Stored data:
* * * * *
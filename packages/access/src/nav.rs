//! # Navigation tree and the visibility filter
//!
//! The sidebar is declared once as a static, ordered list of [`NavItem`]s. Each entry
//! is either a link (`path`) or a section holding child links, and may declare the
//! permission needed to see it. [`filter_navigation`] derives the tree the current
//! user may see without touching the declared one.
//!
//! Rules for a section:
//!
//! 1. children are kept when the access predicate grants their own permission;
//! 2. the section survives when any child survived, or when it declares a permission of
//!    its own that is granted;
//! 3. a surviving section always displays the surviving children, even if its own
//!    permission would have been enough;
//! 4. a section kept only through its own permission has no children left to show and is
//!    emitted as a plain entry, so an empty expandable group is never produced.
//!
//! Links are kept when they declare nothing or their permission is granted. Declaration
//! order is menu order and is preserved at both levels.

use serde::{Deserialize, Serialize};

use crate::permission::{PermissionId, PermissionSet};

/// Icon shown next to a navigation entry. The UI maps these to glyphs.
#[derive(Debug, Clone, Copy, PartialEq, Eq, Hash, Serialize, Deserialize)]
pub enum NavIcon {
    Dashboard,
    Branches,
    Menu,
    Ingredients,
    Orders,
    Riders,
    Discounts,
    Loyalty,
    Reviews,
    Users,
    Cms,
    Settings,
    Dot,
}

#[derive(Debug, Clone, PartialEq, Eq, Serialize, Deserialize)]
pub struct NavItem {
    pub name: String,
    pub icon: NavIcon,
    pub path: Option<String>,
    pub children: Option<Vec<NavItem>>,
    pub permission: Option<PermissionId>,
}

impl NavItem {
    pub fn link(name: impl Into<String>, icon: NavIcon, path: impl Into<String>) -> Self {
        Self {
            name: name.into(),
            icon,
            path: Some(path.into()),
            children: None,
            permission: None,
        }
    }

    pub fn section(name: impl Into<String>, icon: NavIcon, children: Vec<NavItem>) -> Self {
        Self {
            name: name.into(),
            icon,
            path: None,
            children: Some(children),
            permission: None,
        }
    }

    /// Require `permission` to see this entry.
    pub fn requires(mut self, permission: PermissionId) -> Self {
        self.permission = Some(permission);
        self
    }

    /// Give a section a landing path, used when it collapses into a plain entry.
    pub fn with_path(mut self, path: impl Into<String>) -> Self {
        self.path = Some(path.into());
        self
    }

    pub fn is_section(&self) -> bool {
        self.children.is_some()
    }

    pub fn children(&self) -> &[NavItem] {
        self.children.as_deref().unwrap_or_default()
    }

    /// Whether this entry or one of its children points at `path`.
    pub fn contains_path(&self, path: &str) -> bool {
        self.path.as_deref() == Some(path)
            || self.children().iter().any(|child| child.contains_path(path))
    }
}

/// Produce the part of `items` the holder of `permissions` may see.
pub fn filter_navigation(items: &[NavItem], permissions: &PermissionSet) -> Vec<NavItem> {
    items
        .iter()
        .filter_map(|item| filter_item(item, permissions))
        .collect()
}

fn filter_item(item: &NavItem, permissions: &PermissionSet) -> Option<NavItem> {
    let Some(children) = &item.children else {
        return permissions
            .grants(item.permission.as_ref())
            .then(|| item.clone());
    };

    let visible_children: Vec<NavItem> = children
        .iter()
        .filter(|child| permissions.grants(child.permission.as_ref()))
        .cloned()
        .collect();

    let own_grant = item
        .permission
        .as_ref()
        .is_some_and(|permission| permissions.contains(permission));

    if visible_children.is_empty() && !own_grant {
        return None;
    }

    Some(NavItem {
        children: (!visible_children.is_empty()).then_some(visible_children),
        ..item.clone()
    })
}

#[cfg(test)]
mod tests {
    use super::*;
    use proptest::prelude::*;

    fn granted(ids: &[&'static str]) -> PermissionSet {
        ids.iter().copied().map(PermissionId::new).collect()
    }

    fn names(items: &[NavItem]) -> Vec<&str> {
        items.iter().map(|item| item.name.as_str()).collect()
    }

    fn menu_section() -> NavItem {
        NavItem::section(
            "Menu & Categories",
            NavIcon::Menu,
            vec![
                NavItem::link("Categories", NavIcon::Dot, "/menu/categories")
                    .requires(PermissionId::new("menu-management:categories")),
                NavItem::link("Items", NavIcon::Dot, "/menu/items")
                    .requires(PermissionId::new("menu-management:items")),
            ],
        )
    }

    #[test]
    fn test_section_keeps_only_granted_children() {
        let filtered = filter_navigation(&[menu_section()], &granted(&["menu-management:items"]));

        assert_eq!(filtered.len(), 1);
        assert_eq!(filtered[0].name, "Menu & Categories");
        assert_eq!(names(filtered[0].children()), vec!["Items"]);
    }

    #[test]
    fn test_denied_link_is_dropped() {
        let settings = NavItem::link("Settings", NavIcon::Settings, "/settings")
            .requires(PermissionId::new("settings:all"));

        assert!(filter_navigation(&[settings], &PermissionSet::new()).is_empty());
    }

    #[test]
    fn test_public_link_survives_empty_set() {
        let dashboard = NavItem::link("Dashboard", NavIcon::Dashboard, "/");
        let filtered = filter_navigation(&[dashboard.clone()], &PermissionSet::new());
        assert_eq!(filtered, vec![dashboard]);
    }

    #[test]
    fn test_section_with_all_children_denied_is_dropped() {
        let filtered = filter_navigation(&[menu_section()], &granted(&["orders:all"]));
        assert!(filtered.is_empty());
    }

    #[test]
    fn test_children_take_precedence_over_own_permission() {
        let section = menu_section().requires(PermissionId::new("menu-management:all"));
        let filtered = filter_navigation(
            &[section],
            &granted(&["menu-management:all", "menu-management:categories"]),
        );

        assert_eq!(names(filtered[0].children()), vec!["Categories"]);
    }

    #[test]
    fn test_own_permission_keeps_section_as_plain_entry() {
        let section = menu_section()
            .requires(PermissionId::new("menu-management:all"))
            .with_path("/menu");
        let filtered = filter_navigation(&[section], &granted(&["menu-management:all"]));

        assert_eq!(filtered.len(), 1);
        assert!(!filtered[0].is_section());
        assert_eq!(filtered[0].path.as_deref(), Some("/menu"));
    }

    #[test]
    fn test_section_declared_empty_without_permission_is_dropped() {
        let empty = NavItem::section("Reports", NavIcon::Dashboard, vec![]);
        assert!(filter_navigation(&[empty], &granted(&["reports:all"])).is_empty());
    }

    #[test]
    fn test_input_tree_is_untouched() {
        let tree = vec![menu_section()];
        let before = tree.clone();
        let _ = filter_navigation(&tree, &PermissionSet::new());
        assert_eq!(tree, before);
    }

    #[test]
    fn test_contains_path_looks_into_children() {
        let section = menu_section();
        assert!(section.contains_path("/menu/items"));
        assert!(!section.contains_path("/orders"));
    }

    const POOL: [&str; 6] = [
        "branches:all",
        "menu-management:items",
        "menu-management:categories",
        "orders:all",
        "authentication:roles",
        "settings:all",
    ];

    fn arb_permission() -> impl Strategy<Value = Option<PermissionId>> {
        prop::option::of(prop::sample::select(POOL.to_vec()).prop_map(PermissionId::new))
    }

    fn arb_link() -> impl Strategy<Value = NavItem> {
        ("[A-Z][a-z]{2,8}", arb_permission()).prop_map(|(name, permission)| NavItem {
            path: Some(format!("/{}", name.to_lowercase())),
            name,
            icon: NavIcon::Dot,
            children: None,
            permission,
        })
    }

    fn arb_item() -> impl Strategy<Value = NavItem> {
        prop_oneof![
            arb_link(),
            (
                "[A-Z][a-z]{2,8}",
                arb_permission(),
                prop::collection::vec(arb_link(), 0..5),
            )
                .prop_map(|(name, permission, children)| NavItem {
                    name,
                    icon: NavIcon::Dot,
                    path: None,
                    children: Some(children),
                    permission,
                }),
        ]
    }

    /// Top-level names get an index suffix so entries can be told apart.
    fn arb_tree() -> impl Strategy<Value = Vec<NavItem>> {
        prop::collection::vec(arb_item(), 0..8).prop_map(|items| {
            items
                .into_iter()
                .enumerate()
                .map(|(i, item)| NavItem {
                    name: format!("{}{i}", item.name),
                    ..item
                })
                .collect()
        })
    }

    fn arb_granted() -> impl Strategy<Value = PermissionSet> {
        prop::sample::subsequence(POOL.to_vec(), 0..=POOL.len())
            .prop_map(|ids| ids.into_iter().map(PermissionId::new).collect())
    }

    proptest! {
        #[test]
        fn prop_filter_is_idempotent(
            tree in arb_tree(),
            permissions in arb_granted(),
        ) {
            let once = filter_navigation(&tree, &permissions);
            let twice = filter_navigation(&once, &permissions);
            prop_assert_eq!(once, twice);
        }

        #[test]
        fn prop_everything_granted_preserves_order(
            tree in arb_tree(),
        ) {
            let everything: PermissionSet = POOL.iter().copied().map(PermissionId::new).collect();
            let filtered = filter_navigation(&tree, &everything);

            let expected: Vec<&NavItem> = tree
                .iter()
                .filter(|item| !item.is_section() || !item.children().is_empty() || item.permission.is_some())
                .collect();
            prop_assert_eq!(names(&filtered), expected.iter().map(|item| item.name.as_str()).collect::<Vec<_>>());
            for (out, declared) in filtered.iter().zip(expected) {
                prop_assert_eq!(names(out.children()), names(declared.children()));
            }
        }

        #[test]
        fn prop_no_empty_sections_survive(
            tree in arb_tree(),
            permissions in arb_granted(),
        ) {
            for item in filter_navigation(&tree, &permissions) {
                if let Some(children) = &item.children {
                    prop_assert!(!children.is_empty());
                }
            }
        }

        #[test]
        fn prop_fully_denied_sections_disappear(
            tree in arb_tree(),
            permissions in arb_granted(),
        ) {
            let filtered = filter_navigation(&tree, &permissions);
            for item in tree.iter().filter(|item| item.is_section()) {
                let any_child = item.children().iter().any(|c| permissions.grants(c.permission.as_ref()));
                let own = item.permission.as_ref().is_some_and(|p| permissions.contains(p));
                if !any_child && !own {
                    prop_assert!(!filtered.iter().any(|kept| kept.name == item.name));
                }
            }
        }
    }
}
* * * * *
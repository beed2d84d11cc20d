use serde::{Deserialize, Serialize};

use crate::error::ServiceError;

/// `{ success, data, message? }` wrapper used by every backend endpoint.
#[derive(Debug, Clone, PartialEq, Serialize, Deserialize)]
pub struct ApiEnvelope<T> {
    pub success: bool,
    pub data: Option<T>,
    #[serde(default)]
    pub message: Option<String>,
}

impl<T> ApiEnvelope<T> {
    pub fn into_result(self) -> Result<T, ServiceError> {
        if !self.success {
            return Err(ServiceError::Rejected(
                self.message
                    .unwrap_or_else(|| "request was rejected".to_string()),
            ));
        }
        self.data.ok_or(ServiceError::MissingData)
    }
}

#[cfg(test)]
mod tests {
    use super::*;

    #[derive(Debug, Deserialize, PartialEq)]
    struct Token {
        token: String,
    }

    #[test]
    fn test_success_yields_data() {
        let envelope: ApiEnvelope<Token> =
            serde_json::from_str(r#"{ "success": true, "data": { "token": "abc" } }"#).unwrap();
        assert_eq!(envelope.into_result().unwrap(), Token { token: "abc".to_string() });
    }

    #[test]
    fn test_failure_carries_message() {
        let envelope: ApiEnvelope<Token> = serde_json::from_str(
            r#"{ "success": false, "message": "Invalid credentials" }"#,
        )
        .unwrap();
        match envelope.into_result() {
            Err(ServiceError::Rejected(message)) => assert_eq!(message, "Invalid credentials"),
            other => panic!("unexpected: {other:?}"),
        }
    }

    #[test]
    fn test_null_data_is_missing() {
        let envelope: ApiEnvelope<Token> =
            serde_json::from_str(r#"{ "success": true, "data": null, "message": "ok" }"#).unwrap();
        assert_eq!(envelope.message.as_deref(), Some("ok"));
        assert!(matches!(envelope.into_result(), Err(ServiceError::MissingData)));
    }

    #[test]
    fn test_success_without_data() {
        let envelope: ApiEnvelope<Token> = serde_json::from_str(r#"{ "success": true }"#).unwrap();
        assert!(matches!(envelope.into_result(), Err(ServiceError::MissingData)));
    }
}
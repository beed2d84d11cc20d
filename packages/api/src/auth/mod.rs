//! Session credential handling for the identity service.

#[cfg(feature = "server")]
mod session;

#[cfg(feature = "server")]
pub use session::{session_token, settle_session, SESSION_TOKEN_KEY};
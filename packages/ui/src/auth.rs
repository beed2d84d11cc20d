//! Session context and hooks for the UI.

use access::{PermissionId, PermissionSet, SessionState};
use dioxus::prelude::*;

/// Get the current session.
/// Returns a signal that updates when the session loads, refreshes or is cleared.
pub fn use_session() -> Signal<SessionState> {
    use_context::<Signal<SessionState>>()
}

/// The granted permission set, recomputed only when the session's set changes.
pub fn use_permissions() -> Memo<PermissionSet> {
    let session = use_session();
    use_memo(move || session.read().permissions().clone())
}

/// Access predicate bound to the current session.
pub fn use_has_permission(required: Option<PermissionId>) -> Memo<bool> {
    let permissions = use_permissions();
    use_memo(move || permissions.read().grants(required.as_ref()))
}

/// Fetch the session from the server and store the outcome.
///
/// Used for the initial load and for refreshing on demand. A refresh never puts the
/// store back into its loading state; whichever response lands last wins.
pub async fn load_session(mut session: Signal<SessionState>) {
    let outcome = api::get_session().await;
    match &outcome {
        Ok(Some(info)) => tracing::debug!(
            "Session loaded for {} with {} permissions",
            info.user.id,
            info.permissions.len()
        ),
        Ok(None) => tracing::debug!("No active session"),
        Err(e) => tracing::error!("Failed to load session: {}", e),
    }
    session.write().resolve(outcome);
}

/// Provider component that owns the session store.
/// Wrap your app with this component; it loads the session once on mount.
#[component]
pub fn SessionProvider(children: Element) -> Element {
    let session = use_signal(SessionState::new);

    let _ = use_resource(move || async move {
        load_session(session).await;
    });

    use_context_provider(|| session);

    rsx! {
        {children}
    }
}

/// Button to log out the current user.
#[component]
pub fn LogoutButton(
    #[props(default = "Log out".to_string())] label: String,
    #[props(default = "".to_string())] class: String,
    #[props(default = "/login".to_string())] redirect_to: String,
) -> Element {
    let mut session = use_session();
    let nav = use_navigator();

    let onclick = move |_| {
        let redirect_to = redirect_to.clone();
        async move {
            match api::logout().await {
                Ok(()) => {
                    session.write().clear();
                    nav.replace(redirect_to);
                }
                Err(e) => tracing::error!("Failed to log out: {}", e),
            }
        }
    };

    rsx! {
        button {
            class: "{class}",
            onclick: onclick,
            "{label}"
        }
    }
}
* * * * *
Work item: Write out every line of the data that holds the word "predicate".

Result:
//! 1. children are kept when the access predicate grants their own permission;
/// Access predicate bound to the current session.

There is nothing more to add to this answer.